L’application de puissantes impulsions magnétiques sur le crâne pour stimuler le cerveau peut rapidement soulager les symptômes de nombreuses personnes gravement déprimées pour lesquelles les traitements traditionnels ont été inefficaces.

Pourtant, la manière dont la stimulation magnétique transcrânienne – le nom de ce traitement – soulage la dépression est restée un mystère. Aujourd’hui, de nouvelles recherches menées par des scientifiques de Stanford Medicine révèlent que cette thérapie fonctionne en inversant la direction des signaux cérébraux anormaux.

Les résultats suggèrent également que les flux inversés d’activité neuronale entre des zones clés du cerveau pourraient être utilisés comme biomarqueurs pour aider à diagnostiquer la dépression.
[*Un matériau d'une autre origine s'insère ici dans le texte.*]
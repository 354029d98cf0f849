//! Text and JSON output.
//!
//! Text output is meant for people: section headers, one country per line,
//! `^` markers under search matches. JSON output resolves every title so
//! consumers don't need the title table.

use std::fmt::Write as _;

use regionpick_core::catalog::Catalog;
use regionpick_core::display::{DisplayItem, DisplaySection};
use regionpick_core::grouping::GroupingMode;
use regionpick_core::locale::RegionLocale;
use regionpick_core::picker::{ItemLocation, RegionPicker};
use regionpick_core::text::MatchRange;
use serde::Serialize;
use unicode_width::UnicodeWidthStr;

use crate::args::Mode;

const ITEM_INDENT: &str = "  ";
const SELECTED_MARK: &str = " *";
const UNTITLED: &str = "(untitled)";

#[derive(Debug, Serialize)]
pub struct ItemView {
    pub id: String,
    pub region_code: String,
    pub title: Option<String>,
    #[serde(skip_serializing_if = "Option::is_none")]
    pub match_range: Option<MatchRange>,
    #[serde(skip_serializing_if = "std::ops::Not::not")]
    pub selected: bool,
}

#[derive(Debug, Serialize)]
pub struct SectionView {
    pub id: String,
    pub title: Option<String>,
    pub items: Vec<ItemView>,
}

#[derive(Debug, Serialize)]
pub struct SectionsView {
    pub mode: GroupingMode,
    #[serde(skip_serializing_if = "Option::is_none")]
    pub query: Option<String>,
    pub show_headers: bool,
    pub sections: Vec<SectionView>,
}

#[derive(Debug, Serialize)]
pub struct IndexView {
    pub mode: GroupingMode,
    pub titles: Option<Vec<String>>,
}

#[derive(Debug, Serialize)]
pub struct LocateView {
    pub code: String,
    pub title: Option<String>,
    pub location: Option<ItemLocation>,
    pub scroll_to: Option<ItemLocation>,
}

#[derive(Debug, Serialize)]
pub struct ModeView {
    pub mode: GroupingMode,
    pub flag: &'static str,
    pub label: &'static str,
    pub selected: bool,
}

#[derive(Debug, Serialize)]
pub struct SubregionView {
    pub code: String,
    pub title: Option<String>,
    pub countries: Vec<ItemView>,
}

#[derive(Debug, Serialize)]
pub struct ContinentView {
    pub code: String,
    pub title: Option<String>,
    pub subregions: Vec<SubregionView>,
}

#[derive(Debug, Serialize)]
pub struct CatalogView {
    pub locale: String,
    pub country_count: usize,
    pub continents: Vec<ContinentView>,
}

// --- Views ------------------------------------------------------------------

fn item_view<L: RegionLocale>(picker: &RegionPicker<L>, item: &DisplayItem) -> ItemView {
    ItemView {
        id: item.id.clone(),
        region_code: item.region_code.clone(),
        title: picker.title_of(item),
        match_range: item.search_match_range,
        selected: picker.is_current_selection(item),
    }
}

fn section_view<L: RegionLocale>(picker: &RegionPicker<L>, section: &DisplaySection) -> SectionView {
    SectionView {
        id: section.id.clone(),
        title: picker.title_of(section),
        items: section
            .items
            .iter()
            .map(|item| item_view(picker, item))
            .collect(),
    }
}

pub fn sections_view<L: RegionLocale>(picker: &RegionPicker<L>) -> SectionsView {
    SectionsView {
        mode: picker.grouping_mode(),
        query: picker.query().map(String::from),
        show_headers: picker.shows_section_headers(),
        sections: picker
            .sections()
            .iter()
            .map(|section| section_view(picker, section))
            .collect(),
    }
}

pub fn index_view<L: RegionLocale>(picker: &RegionPicker<L>) -> IndexView {
    IndexView {
        mode: picker.grouping_mode(),
        titles: picker.index_titles(),
    }
}

pub fn locate_view<L: RegionLocale>(picker: &RegionPicker<L>, code: &str) -> LocateView {
    LocateView {
        code: code.to_string(),
        title: picker.locale().resolve_title(code),
        location: picker.selected_item_location(),
        scroll_to: picker.scroll_target(),
    }
}

pub fn modes_view<L: RegionLocale>(picker: &RegionPicker<L>) -> Vec<ModeView> {
    picker
        .grouping_menu()
        .into_iter()
        .map(|entry| ModeView {
            mode: entry.mode,
            flag: Mode::from(entry.mode).flag_value(),
            label: entry.label,
            selected: entry.selected,
        })
        .collect()
}

pub fn catalog_view<L: RegionLocale>(catalog: &Catalog, locale: &L) -> CatalogView {
    let continents = catalog
        .continents()
        .iter()
        .map(|continent| ContinentView {
            code: continent.code.clone(),
            title: locale.resolve_title(&continent.code),
            subregions: continent
                .subregions
                .iter()
                .map(|subregion| SubregionView {
                    code: subregion.code.clone(),
                    title: locale.resolve_title(&subregion.code),
                    countries: subregion
                        .countries
                        .iter()
                        .map(|code| ItemView {
                            id: code.clone(),
                            region_code: code.clone(),
                            title: locale.resolve_title(code),
                            match_range: None,
                            selected: false,
                        })
                        .collect(),
                })
                .collect(),
        })
        .collect();

    CatalogView {
        locale: locale.identifier().to_string(),
        country_count: catalog.country_count(),
        continents,
    }
}

// --- Text -------------------------------------------------------------------

/// Markers under the matched part of `title`, aligned by display width.
pub fn underline(title: &str, range: MatchRange) -> Option<String> {
    let (before, matched, _) = range.split(title)?;
    Some(format!(
        "{}{}",
        " ".repeat(before.width()),
        "^".repeat(matched.width().max(1))
    ))
}

fn write_item(out: &mut String, item: &ItemView, indent: &str) {
    let title = item.title.as_deref().unwrap_or(UNTITLED);
    let mark = if item.selected { SELECTED_MARK } else { "" };
    let _ = writeln!(out, "{}{} ({}){}", indent, title, item.region_code, mark);

    if let (Some(title), Some(range)) = (item.title.as_deref(), item.match_range) {
        if let Some(markers) = underline(title, range) {
            let _ = writeln!(out, "{}{}", indent, markers);
        }
    }
}

pub fn sections_text(view: &SectionsView) -> String {
    let mut out = String::new();
    if view.sections.is_empty() {
        match &view.query {
            Some(query) => {
                let _ = writeln!(out, "No countries match '{}'", query);
            }
            None => out.push_str("No countries\n"),
        }
        return out;
    }

    for section in &view.sections {
        if view.show_headers {
            let title = section.title.as_deref().unwrap_or(UNTITLED);
            let _ = writeln!(out, "== {} ==", title);
        }
        for item in &section.items {
            write_item(&mut out, item, ITEM_INDENT);
        }
    }
    out
}

pub fn index_text(view: &IndexView) -> String {
    match &view.titles {
        Some(titles) => format!("{}\n", titles.join(" ")),
        None => format!("No index for mode {}\n", view.mode),
    }
}

pub fn locate_text(view: &LocateView) -> String {
    let name = view.title.as_deref().unwrap_or(UNTITLED);
    match view.location {
        Some(location) => {
            let scroll = match view.scroll_to {
                Some(_) => "scroll to item",
                None => "scroll to top",
            };
            format!(
                "{} ({}): section {}, item {} ({})\n",
                name, view.code, location.section, location.item, scroll
            )
        }
        None => format!("{} ({}) is not shown\n", name, view.code),
    }
}

pub fn modes_text(modes: &[ModeView]) -> String {
    let mut out = String::new();
    for mode in modes {
        let mark = if mode.selected { "*" } else { " " };
        let _ = writeln!(out, "{} {:<10} {}", mark, mode.flag, mode.label);
    }
    out
}

pub fn catalog_text(view: &CatalogView) -> String {
    let mut out = String::new();
    for continent in &view.continents {
        let title = continent.title.as_deref().unwrap_or(UNTITLED);
        let _ = writeln!(out, "{} ({})", title, continent.code);
        for subregion in &continent.subregions {
            let title = subregion.title.as_deref().unwrap_or(UNTITLED);
            let _ = writeln!(out, "  {} ({})", title, subregion.code);
            for country in &subregion.countries {
                write_item(&mut out, country, "    ");
            }
        }
    }
    let _ = writeln!(
        out,
        "{} countries in {} continents",
        view.country_count,
        view.continents.len()
    );
    out
}

#[cfg(test)]
mod tests {
    use regionpick_core::locale::{FixedRegion, TitleTable};
    use regionpick_core::provider::RegionRecord;

    use super::*;

    fn picker() -> RegionPicker<TitleTable> {
        let catalog = Catalog::from_records(&[
            RegionRecord::continent("150", &["155"]),
            RegionRecord::within("155", "150", &["FR", "DE"]),
        ]);
        let titles = TitleTable::new("en")
            .with_title("150", "Europe")
            .with_title("155", "Western Europe")
            .with_title("FR", "France")
            .with_title("DE", "Germany");
        RegionPicker::new(catalog, titles).with_current_region(FixedRegion::new("FR"))
    }

    #[test]
    fn test_underline_ascii() {
        assert_eq!(underline("Germany", MatchRange::new(0, 3)).as_deref(), Some("^^^"));
        assert_eq!(underline("Germany", MatchRange::new(4, 2)).as_deref(), Some("    ^^"));
    }

    #[test]
    fn test_underline_uses_display_width() {
        // Precomposed accents are one column wide
        assert_eq!(
            underline("Îles Åland", MatchRange::new(5, 5)).as_deref(),
            Some("     ^^^^^")
        );
        // CJK characters take two columns each
        assert_eq!(underline("日本", MatchRange::new(1, 1)).as_deref(), Some("  ^^"));
    }

    #[test]
    fn test_underline_out_of_range() {
        assert_eq!(underline("France", MatchRange::new(4, 9)), None);
    }

    #[test]
    fn test_sections_text_with_pin_and_headers() {
        let text = sections_text(&sections_view(&picker().with_selection("FR")));
        assert_eq!(
            text,
            "== Device Current ==\n  France (FR) *\n== F ==\n  France (FR) *\n== G ==\n  Germany (DE)\n"
        );
    }

    #[test]
    fn test_search_text_underlines_matches() {
        let mut picker = picker();
        picker.set_query("man");
        let text = sections_text(&sections_view(&picker));
        assert_eq!(text, "  Germany (DE)\n     ^^^\n");
    }

    #[test]
    fn test_search_text_without_matches() {
        let mut picker = picker();
        picker.set_query("xyz");
        assert_eq!(sections_text(&sections_view(&picker)), "No countries match 'xyz'\n");
    }

    #[test]
    fn test_sections_json_shape() {
        let mut picker = picker();
        picker.set_query("ger");
        let json = serde_json::to_value(sections_view(&picker)).unwrap();

        assert_eq!(json["mode"], "by_country_initial");
        assert_eq!(json["query"], "ger");
        assert_eq!(json["show_headers"], false);
        let item = &json["sections"][0]["items"][0];
        assert_eq!(item["title"], "Germany");
        assert_eq!(item["match_range"]["start"], 0);
        assert_eq!(item["match_range"]["length"], 3);
        assert!(item.get("selected").is_none());
    }

    #[test]
    fn test_index_text() {
        let mut picker = picker();
        assert_eq!(index_text(&index_view(&picker)), "◆ F G\n");
        picker.set_grouping_mode(GroupingMode::ByContinent);
        assert_eq!(index_text(&index_view(&picker)), "No index for mode by_continent\n");
    }

    #[test]
    fn test_locate_text() {
        let in_letters = picker().with_selection("DE");
        assert_eq!(
            locate_text(&locate_view(&in_letters, "DE")),
            "Germany (DE): section 2, item 0 (scroll to item)\n"
        );

        let pinned = picker().with_selection("FR");
        assert_eq!(
            locate_text(&locate_view(&pinned, "FR")),
            "France (FR): section 0, item 0 (scroll to top)\n"
        );

        let missing = picker().with_selection("JP");
        assert_eq!(locate_text(&locate_view(&missing, "JP")), "(untitled) (JP) is not shown\n");
    }

    #[test]
    fn test_modes_text_marks_selection() {
        let text = modes_text(&modes_view(&picker()));
        assert_eq!(
            text,
            "* initial    Country name\n  continent  Continents\n  subregion  Subregions\n"
        );
    }

    #[test]
    fn test_catalog_text() {
        let picker = picker();
        let text = catalog_text(&catalog_view(picker.catalog(), picker.locale()));
        assert_eq!(
            text,
            "Europe (150)\n  Western Europe (155)\n    France (FR)\n    Germany (DE)\n2 countries in 1 continents\n"
        );
    }
}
« L’hypothèse principale était que la SMT pouvait modifier le flux d’activité neuronale dans le cerveau », a déclaré Anish Mitra, docteur en médecine, postdoctorant en psychiatrie et en sciences du comportement. « Mais pour être honnête, j’étais plutôt sceptique. Je voulais le tester.

Mitra avait justement l’outil pour le faire. Lorsqu’il était étudiant de troisième cycle à l’université Washington de Saint Louis, dans le laboratoire du docteur Mark Raichle, il a mis au point un outil mathématique pour analyser l’imagerie par résonance magnétique fonctionnelle (IRMf), couramment utilisée pour localiser les zones actives du cerveau. La nouvelle analyse utilise les différences minimes de temps entre l’activation de différentes zones pour révéler également la direction de cette activité.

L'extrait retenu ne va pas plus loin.